Дмитрий Гачев, член РАПМ, назвал поведение Прокофьева неуважительным, а то, что руководство Большого театра выступает в защиту балета, подхалимством. Свое возмущение он выразил в длинной обличительной речи, опубликованной в официальном журнале РАПМ «Пролетарский музыкант» [Гачев 1929: 19–23]. В том же номере журнала Юрий Келдыш, на тот момент двадцатидвухлетний студент Московской консерватории и член РАПМ, представил развернутый анализ музыки к «Стальному скоку», утверждая, что политические проблемы, обнаруженные РАПМ в этом произведении, не ограничиваются сценарием и постановкой Дягилева, а заложены в самой музыке [Келдыш 1929: 12–19].
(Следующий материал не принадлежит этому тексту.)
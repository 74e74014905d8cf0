use crate::table::Cell;

/// Slack added to the tolerance so that binary rounding never turns an exact
/// one-cent difference into a reported divergence.
const FLOAT_SLACK: f64 = 1e-9;

/// Parses a monetary amount written with either comma or dot as the
/// fractional separator, with optional thousands grouping and currency prefix.
///
/// # Examples
/// - `"1.234,56"` -> 1234.56
/// - `"1,234.56"` -> 1234.56
/// - `"R$ 10,5"` -> 10.5
pub fn parse_amount(raw: &str) -> Option<f64> {
    let cleaned: String = raw
        .trim()
        .trim_start_matches("R$")
        .chars()
        .filter(|c| !c.is_whitespace())
        .collect();

    if cleaned.is_empty() {
        return None;
    }

    let last_dot = cleaned.rfind('.');
    let last_comma = cleaned.rfind(',');

    let normalized = match (last_dot, last_comma) {
        (Some(dot), Some(comma)) => {
            if comma > dot {
                cleaned.replace('.', "").replace(',', ".")
            } else {
                cleaned.replace(',', "")
            }
        }
        (None, Some(_)) => {
            if cleaned.matches(',').count() == 1 {
                cleaned.replace(',', ".")
            } else {
                cleaned.replace(',', "")
            }
        }
        (Some(_), None) => {
            if cleaned.matches('.').count() > 1 {
                cleaned.replace('.', "")
            } else {
                cleaned
            }
        }
        (None, None) => cleaned,
    };

    normalized.parse::<f64>().ok().filter(|v| v.is_finite())
}

pub fn parse_amount_cell(cell: &Cell) -> Option<f64> {
    match cell {
        Cell::Number(n) if n.is_finite() => Some(*n),
        Cell::Number(_) | Cell::Empty => None,
        Cell::Text(s) => parse_amount(s),
    }
}

pub fn amounts_match(a: f64, b: f64, tolerance: f64) -> bool {
    (a - b).abs() <= tolerance + FLOAT_SLACK
}

/// Strips every punctuation mark so `12.345.678/0001-90` compares equal to `12345678000190`.
pub fn normalize_party_id(party_id: &str) -> String {
    party_id
        .chars()
        .filter(|c| c.is_ascii_alphanumeric())
        .collect()
}

/// Checks the `NN.NNN.NNN/NNNN-NN` shape (18 characters with punctuation).
pub fn is_valid_party_id(party_id: &str) -> bool {
    const SHAPE: &[u8] = b"99.999.999/9999-99";
    let bytes = party_id.trim().as_bytes();
    bytes.len() == SHAPE.len()
        && bytes.iter().zip(SHAPE).all(|(b, s)| match s {
            b'9' => b.is_ascii_digit(),
            other => b == other,
        })
}

/// Reduces a service code to its bare integer part.
///
/// Codes arrive as floats (`1880.0`), integers, dotted codes (`14.02`) or
/// `"code - description"` strings; all of them reduce to the integer part
/// of the leading code. Returns `None` for blank input.
pub fn normalize_service_code(raw: &str) -> Option<String> {
    let code = raw.split(" - ").next().unwrap_or(raw).trim();
    if code.is_empty() {
        return None;
    }

    match code.replace(',', ".").parse::<f64>() {
        Ok(value) if value.is_finite() => Some(format!("{}", value.trunc() as i64)),
        _ => Some(code.to_string()),
    }
}

pub fn normalize_service_code_cell(cell: &Cell) -> Option<String> {
    match cell {
        Cell::Number(n) if n.is_finite() => Some(format!("{}", n.trunc() as i64)),
        other => other.as_text().and_then(|t| normalize_service_code(&t)),
    }
}

/// Case-insensitive identity used for cross-source joins.
pub fn id_key(external_id: &str) -> String {
    external_id.trim().to_lowercase()
}

#[cfg(test)]
mod tests {
    use super::*;

    #[test]
    fn test_parse_amount_separators() {
        assert_eq!(parse_amount("1.234,56"), Some(1234.56));
        assert_eq!(parse_amount("1,234.56"), Some(1234.56));
        assert_eq!(parse_amount("100,00"), Some(100.0));
        assert_eq!(parse_amount("100.5"), Some(100.5));
        assert_eq!(parse_amount("1.234.567"), Some(1234567.0));
        assert_eq!(parse_amount("R$ 10,5"), Some(10.5));
        assert_eq!(parse_amount("-3,10"), Some(-3.1));
    }

    #[test]
    fn test_parse_amount_rejects_garbage() {
        assert_eq!(parse_amount(""), None);
        assert_eq!(parse_amount("abc"), None);
        assert_eq!(parse_amount("12,3x"), None);
    }

    #[test]
    fn test_amounts_match_at_one_cent() {
        assert!(amounts_match(100.00, 100.01, 0.01));
        assert!(amounts_match(0.1 + 0.2, 0.3, 0.01));
        assert!(!amounts_match(100.00, 100.02, 0.01));
    }

    #[test]
    fn test_party_id_shape() {
        assert!(is_valid_party_id("07.175.725/0030-02"));
        assert!(!is_valid_party_id("07175725003002"));
        assert!(!is_valid_party_id("07.175.725/0030-0"));
        assert!(!is_valid_party_id("AB.175.725/0030-02"));
        assert_eq!(normalize_party_id("07.175.725/0030-02"), "07175725003002");
    }

    #[test]
    fn test_service_code_normalization() {
        assert_eq!(normalize_service_code("14.02 - Assistência Técnica").as_deref(), Some("14"));
        assert_eq!(normalize_service_code("3115 - Assessoria E Consultoria").as_deref(), Some("3115"));
        assert_eq!(normalize_service_code("1880.0").as_deref(), Some("1880"));
        assert_eq!(normalize_service_code("1.07").as_deref(), Some("1"));
        assert_eq!(normalize_service_code("  ").as_deref(), None);
        assert_eq!(normalize_service_code_cell(&Cell::Number(3115.0)).as_deref(), Some("3115"));
    }
}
На встрече в Большом театре Прокофьева снова попросили рассказать содержание балета: он, как обычно, уклонился от ответа и пояснил, что пластику балета сначала искали «от спорта», а затем «от машин», и что «костюмы и лица» должны были быть в новинку для западных зрителей[212]
. Он попытался разграничить те роли, которые Мясин, Якулов и он сам сыграли в создании балета: «хореограф был заинтересован в воплощении новых балетных форм, основанных на ритмах и движениях машин», Якулов «был заинтересован в разработке нового советского костюма», а сам автор «хотел найти музыкальное выражение для нового “духа” Советской России» [Там же: 247]. Прокофьев признавал, что парижская постановка отличалась от его замысла и что «при постановке в СССР многое должно быть истолковано совсем иначе, чем в западной постановке»[213].